Diva hanya cengengesan tidak jelas. Ucapan Namira tadi jelaslah sebuah fakta.

"Iya deh iya, nanti minta ke Diat aja. Jangan ke gue, gue kan cewek."

"Nah, itu baru sahabat. Nanti selesai basket langsung ke Diat minta PJ." Namira tersenyum lebar.

Mereka kembali fokus dengan pertandingan. Nk memperhatikan setiap pergerakan yang dilakukan Mungga. Tepuk tangan keras dilakukan Nk saat Mungga dapat memasukan bola ke ring dengan memukau.

"Lo emang hebat Mung." Nk berkata dalam hati dengan senyuman yang terbit di bibirnya.

Pertandingan selesai dengan tim Mungga yang menang.

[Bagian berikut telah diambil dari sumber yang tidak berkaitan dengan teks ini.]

//! Integration tests for verb phrase realisation

use hanyu_foundation::{DiscourseFunction, Feature, Form, LexicalCategory, Tense};
use hanyu_syntax::{Realiser, RealiserConfig};
use hanyu_tree::Tree;

use crate::realise;

// =============================================================================
// Verb Group
// =============================================================================

#[test]
fn bare_verb() {
    let mut tree = Tree::new();
    let vp = tree.verb_phrase("走");
    assert_eq!(realise(&mut tree, vp), "走");
}

#[test]
fn verb_particle_follows_the_verb() {
    let mut tree = Tree::new();
    let vp = tree.verb_phrase("打 了");
    assert_eq!(realise(&mut tree, vp), "打 了");
}

#[test]
fn future_takes_the_future_modal() {
    let mut tree = Tree::new();
    let vp = tree.verb_phrase("走");
    tree.set_feature(vp, Feature::Tense, Tense::Future);
    assert_eq!(realise(&mut tree, vp), "将 走");
}

#[test]
fn explicit_modal_overrides_the_future_modal() {
    let mut tree = Tree::new();
    let vp = tree.verb_phrase("走");
    tree.set_feature(vp, Feature::Tense, Tense::Future);
    tree.set_feature(vp, Feature::Modal, "会");
    assert_eq!(realise(&mut tree, vp), "会 走");
}

#[test]
fn perfect_fronts_the_auxiliary() {
    let mut tree = Tree::new();
    let vp = tree.verb_phrase("走");
    tree.set_feature(vp, Feature::Perfect, true);
    assert_eq!(realise(&mut tree, vp), "已经 走");
}

#[test]
fn negation_precedes_the_verb() {
    let mut tree = Tree::new();
    let vp = tree.verb_phrase("走");
    tree.set_feature(vp, Feature::Negated, true);
    assert_eq!(realise(&mut tree, vp), "不 走");
}

#[test]
fn negation_word_override() {
    let mut tree = Tree::new();
    let vp = tree.verb_phrase("走");
    tree.set_feature(vp, Feature::Negated, true);
    tree.set_feature(vp, Feature::NegationWord, "没");
    assert_eq!(realise(&mut tree, vp), "没 走");
}

#[test]
fn modal_precedes_negation() {
    let mut tree = Tree::new();
    let vp = tree.verb_phrase("走");
    tree.set_feature(vp, Feature::Negated, true);
    tree.set_feature(vp, Feature::Modal, "会");
    assert_eq!(realise(&mut tree, vp), "会 不 走");
}

#[test]
fn ignored_modal_is_dropped() {
    let mut tree = Tree::new();
    let vp = tree.verb_phrase("走");
    tree.set_feature(vp, Feature::Modal, "会");
    tree.set_feature(vp, Feature::IgnoreModal, true);
    assert_eq!(realise(&mut tree, vp), "走");
}

#[test]
fn infinitive_resolves_no_modal() {
    let mut tree = Tree::new();
    let vp = tree.verb_phrase("走");
    tree.set_feature(vp, Feature::Tense, Tense::Future);
    tree.set_feature(vp, Feature::Form, Form::Infinitive);
    assert_eq!(realise(&mut tree, vp), "走");
}

#[test]
fn passive_defers_negation_to_the_clause() {
    let mut tree = Tree::new();
    let vp = tree.verb_phrase("打");
    tree.set_feature(vp, Feature::Passive, true);
    tree.set_feature(vp, Feature::Negated, true);
    assert_eq!(realise(&mut tree, vp), "打");
    assert_eq!(
        tree.features(vp).unwrap().text(Feature::NegationWord),
        Some("不")
    );
}

// =============================================================================
// Configuration
// =============================================================================

#[test]
fn configured_negation_word() {
    let mut tree = Tree::new();
    let vp = tree.verb_phrase("走");
    tree.set_feature(vp, Feature::Negated, true);
    let config = RealiserConfig::default().with_negation_word("没");
    let out = Realiser::new(&mut tree).with_config(config).realise(vp);
    assert_eq!(tree.tokens(out), vec!["没", "走"]);
}

#[test]
fn no_future_modal_configured() {
    let mut tree = Tree::new();
    let vp = tree.verb_phrase("走");
    tree.set_feature(vp, Feature::Tense, Tense::Future);
    let config = RealiserConfig::default().with_future_modal(None);
    let out = Realiser::new(&mut tree).with_config(config).realise(vp);
    assert_eq!(tree.tokens(out), vec!["走"]);
}

// =============================================================================
// Modifiers and Complements
// =============================================================================

#[test]
fn adverbial_particle_after_associative_adjective() {
    let mut tree = Tree::new();
    let vp = tree.verb_phrase("跑");
    let happy = tree.word("高兴", LexicalCategory::Adjective);
    tree.add_pre_modifier(vp, happy).unwrap();
    assert_eq!(realise(&mut tree, vp), "高兴 地 跑");
}

#[test]
fn bare_monosyllabic_adjective_phrase_takes_no_particle() {
    let mut tree = Tree::new();
    let vp = tree.verb_phrase("跑");
    let fast = tree.adjective_phrase("快");
    tree.add_pre_modifier(vp, fast).unwrap();
    assert_eq!(realise(&mut tree, vp), "快 跑");
}

#[test]
fn modified_adjective_phrase_takes_the_particle() {
    let mut tree = Tree::new();
    let vp = tree.verb_phrase("跑");
    let fast = tree.adjective_phrase("快");
    let very = tree.adverb_phrase("很");
    tree.add_pre_modifier(fast, very).unwrap();
    tree.add_pre_modifier(vp, fast).unwrap();
    assert_eq!(realise(&mut tree, vp), "很 快 地 跑");
}

#[test]
fn complement_of_degree() {
    let mut tree = Tree::new();
    let vp = tree.verb_phrase("跑");
    let fast = tree.adjective_phrase("快");
    let very = tree.adverb_phrase("特别");
    tree.add_pre_modifier(fast, very).unwrap();
    tree.add_post_modifier(vp, fast).unwrap();
    assert_eq!(realise(&mut tree, vp), "跑 得 特别 快");
}

#[test]
fn indirect_object_before_direct_object() {
    let mut tree = Tree::new();
    let vp = tree.verb_phrase("给");
    let book = tree.noun_phrase("书");
    let laoshi = tree.noun_phrase("老师");
    tree.add_complement(vp, book).unwrap();
    tree.set_feature(
        laoshi,
        Feature::DiscourseFunction,
        DiscourseFunction::IndirectObject,
    );
    tree.add_complement(vp, laoshi).unwrap();
    assert_eq!(realise(&mut tree, vp), "给 老师 书");
}

#[test]
fn ba_keeps_only_the_indirect_object() {
    let mut tree = Tree::new();
    let vp = tree.verb_phrase("给");
    let book = tree.noun_phrase("书");
    let laoshi = tree.noun_phrase("老师");
    tree.add_complement(vp, book).unwrap();
    tree.set_feature(
        laoshi,
        Feature::DiscourseFunction,
        DiscourseFunction::IndirectObject,
    );
    tree.add_complement(vp, laoshi).unwrap();
    tree.set_feature(vp, Feature::Ba, true);
    assert_eq!(realise(&mut tree, vp), "给 老师");
}
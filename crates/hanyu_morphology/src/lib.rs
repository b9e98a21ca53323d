//! Word-level inflection for Hanyu.
//!
//! Mandarin marks tense, aspect, voice, and modality with separate words,
//! so inflection is limited to:
//! - the plural marker 们 on nouns that accept it
//! - the possessive particle 的
//! - the personal pronoun table ([`pronouns`])
//! - number-selected demonstrative and indefinite forms ([`determiners`])

#![warn(missing_docs)]
#![warn(clippy::all)]
#![warn(clippy::pedantic)]

pub mod config;
pub mod determiners;
pub mod inflect;
pub mod pronouns;

pub use config::MorphologyConfig;
pub use determiners::{DeterminerForms, DeterminerTable};
pub use inflect::Inflector;
pub use pronouns::{PronounRole, is_wh_pronoun, pronoun_form, pronoun_slot};
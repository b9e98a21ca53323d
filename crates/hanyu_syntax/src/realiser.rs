//! The dispatcher: routes each node to the realiser for its category.

use hanyu_foundation::{
    Category, DiscourseFunction, Feature, FeatureSet, FeatureValue, LexicalCategory, NodeId,
    PhraseCategory,
};
use hanyu_morphology::Inflector;
use hanyu_tree::{Node, Tree};
use tracing::trace;

use crate::config::RealiserConfig;
use crate::{adjective_phrase, clause, coordination, noun_phrase, phrase, verb_phrase};

/// Realises nodes of a [`Tree`] into ordered token lists.
///
/// Realisation never fails. Output nodes are appended to the same tree: each
/// call returns either a literal token or a realised list, and both realise
/// to themselves.
pub struct Realiser<'t> {
    tree: &'t mut Tree,
    config: RealiserConfig,
    inflector: Inflector,
}

impl<'t> Realiser<'t> {
    /// Creates a realiser with the default configuration.
    pub fn new(tree: &'t mut Tree) -> Self {
        Self {
            tree,
            config: RealiserConfig::default(),
            inflector: Inflector::default(),
        }
    }

    /// Sets the configuration.
    #[must_use]
    pub fn with_config(mut self, config: RealiserConfig) -> Self {
        self.inflector = Inflector::new(config.morphology.clone());
        self.config = config;
        self
    }

    /// Returns the tree.
    #[must_use]
    pub fn tree(&self) -> &Tree {
        self.tree
    }

    /// Returns the tree mutably.
    pub fn tree_mut(&mut self) -> &mut Tree {
        self.tree
    }

    /// Returns the configuration.
    #[must_use]
    pub fn config(&self) -> &RealiserConfig {
        &self.config
    }

    /// Realises a node.
    ///
    /// Literal tokens and realised lists are returned unchanged. Unknown
    /// handles realise to an empty list.
    pub fn realise(&mut self, id: NodeId) -> NodeId {
        let Some(node) = self.tree.get(id) else {
            return self.tree.realized(Vec::new());
        };
        match node {
            Node::Literal(_) | Node::Realized(_) => id,
            Node::Word(_) | Node::Inflected(_) => self.realise_leaf(id),
            Node::Phrase(p) => {
                let category = p.category;
                trace!(%id, %category, "realise phrase");
                match category {
                    PhraseCategory::Clause => clause::realise(self, id),
                    PhraseCategory::NounPhrase => noun_phrase::realise(self, id),
                    PhraseCategory::VerbPhrase => verb_phrase::realise(self, id),
                    PhraseCategory::AdjectivePhrase => adjective_phrase::realise(self, id),
                    PhraseCategory::AdverbPhrase
                    | PhraseCategory::PrepositionalPhrase
                    | PhraseCategory::CannedText => phrase::realise(self, id),
                }
            }
            Node::Coordination(_) => {
                trace!(%id, "realise coordination");
                coordination::realise(self, id)
            }
        }
    }

    /// Realises a node and stamps the output with a discourse function.
    pub fn realise_as(&mut self, id: NodeId, function: DiscourseFunction) -> NodeId {
        let out = self.realise(id);
        self.tree.set_feature(out, Feature::DiscourseFunction, function);
        out
    }

    fn realise_leaf(&mut self, id: NodeId) -> NodeId {
        let (word, overrides) = match self.tree.get(id) {
            Some(Node::Word(w)) => (Some(w.clone()), w.features.clone()),
            Some(Node::Inflected(i)) => {
                let word = match self.tree.get(i.word) {
                    Some(Node::Word(w)) => Some(w.clone()),
                    _ => None,
                };
                (word, i.features.clone())
            }
            _ => (None, FeatureSet::new()),
        };
        let category = word.as_ref().map(|w| w.category);
        let text = match &word {
            Some(_) if overrides.flag(Feature::Elided) => String::new(),
            Some(w) => self.inflector.inflect(w, &overrides),
            None => String::new(),
        };
        trace!(%id, %text, "realise leaf");
        self.tree.token(text, category, overrides)
    }

    // =========================================================================
    // Closed-class helpers
    // =========================================================================

    /// Adds an unrealised closed-class word, taking lexicon defaults.
    pub(crate) fn closed_word(&mut self, base: &str, category: LexicalCategory) -> NodeId {
        self.tree.word(base, category)
    }

    /// Adds a realised closed-class token.
    pub(crate) fn closed_token(
        &mut self,
        text: &str,
        category: LexicalCategory,
        function: Option<DiscourseFunction>,
    ) -> NodeId {
        let mut features = FeatureSet::new();
        features.set_opt(Feature::DiscourseFunction, function);
        self.tree.token(text, Some(category), features)
    }

    /// Adds a linking particle token.
    pub(crate) fn particle(&mut self, text: &str) -> NodeId {
        self.closed_token(text, LexicalCategory::Particle, None)
    }

    /// Realises a particle given either as text or as a node.
    pub(crate) fn realise_particle(&mut self, value: &FeatureValue) -> Option<NodeId> {
        match value {
            FeatureValue::Text(text) => Some(self.particle(text)),
            FeatureValue::Node(id) => Some(self.realise(*id)),
            _ => None,
        }
    }

    // =========================================================================
    // Feature helpers
    // =========================================================================

    /// Returns a node's features, or an empty set.
    pub(crate) fn features(&self, id: NodeId) -> FeatureSet {
        self.tree.features(id).cloned().unwrap_or_default()
    }

    /// Returns true if the node or its head has the flag.
    pub(crate) fn head_flag(&self, id: NodeId, key: Feature) -> bool {
        self.tree.head_flag(id, key)
    }

    /// Returns the node's category.
    pub(crate) fn category(&self, id: NodeId) -> Option<Category> {
        self.tree.category(id)
    }

    /// Sets a feature inherited from a parent. Verbal features on a clause
    /// go to its verb phrase.
    pub(crate) fn inherit_feature(&mut self, child: NodeId, key: Feature, value: FeatureValue) {
        let is_clause = self.category(child) == Some(Category::Phrase(PhraseCategory::Clause));
        let target = if key.is_verbal() && is_clause {
            self.tree.verb_phrase_of_clause(child).unwrap_or(child)
        } else {
            child
        };
        self.tree.set_feature(target, key, value);
    }
}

"Cepetan ke bawah girls." Namira berkata dengan kegirangannya.

Nk berhenti mendekati Mungga dan tim-nya saat Ara mengelap keringat yang menempel di sekitar wajah Mungga.

Nk memandang kedua insan tersebut dengan perasaan kesal.

"(Nam)! Sini! Malah jadi patung disitu." Teriakan Rara membuat Nk langsung berjalan ke tim Mungga.

"Congrats." Nk tersenyum ke arah Mungga.

"Iya." Hanya satu kata itu yang terucap. Bahkan Mungga mengatakan itu datar dan langsung mengalihkan pandangannya dari Nk setelah mengucapkan.

Nk tersenyum kecut dengan sikap Mungga. Rasanya seperti ada sebilah pisau yang menancap indah dihatinya. Rasanya sangat sakit. Mungga sungguh berbeda dari biasanya.

Nk membuang nafasnya kasar lalu beralih pada Diat. Tujuannya meminta PJ harus tercapai.

"Yat, PJ!" Nk tersenyum bahagia.

"Tenang, gue udah siapin uang PJ kok. Gue tau kalian bakal minta PJ ke gue."

"Mantaps Jiwah." Namira mengacungkan jempolnya ke arah Diat.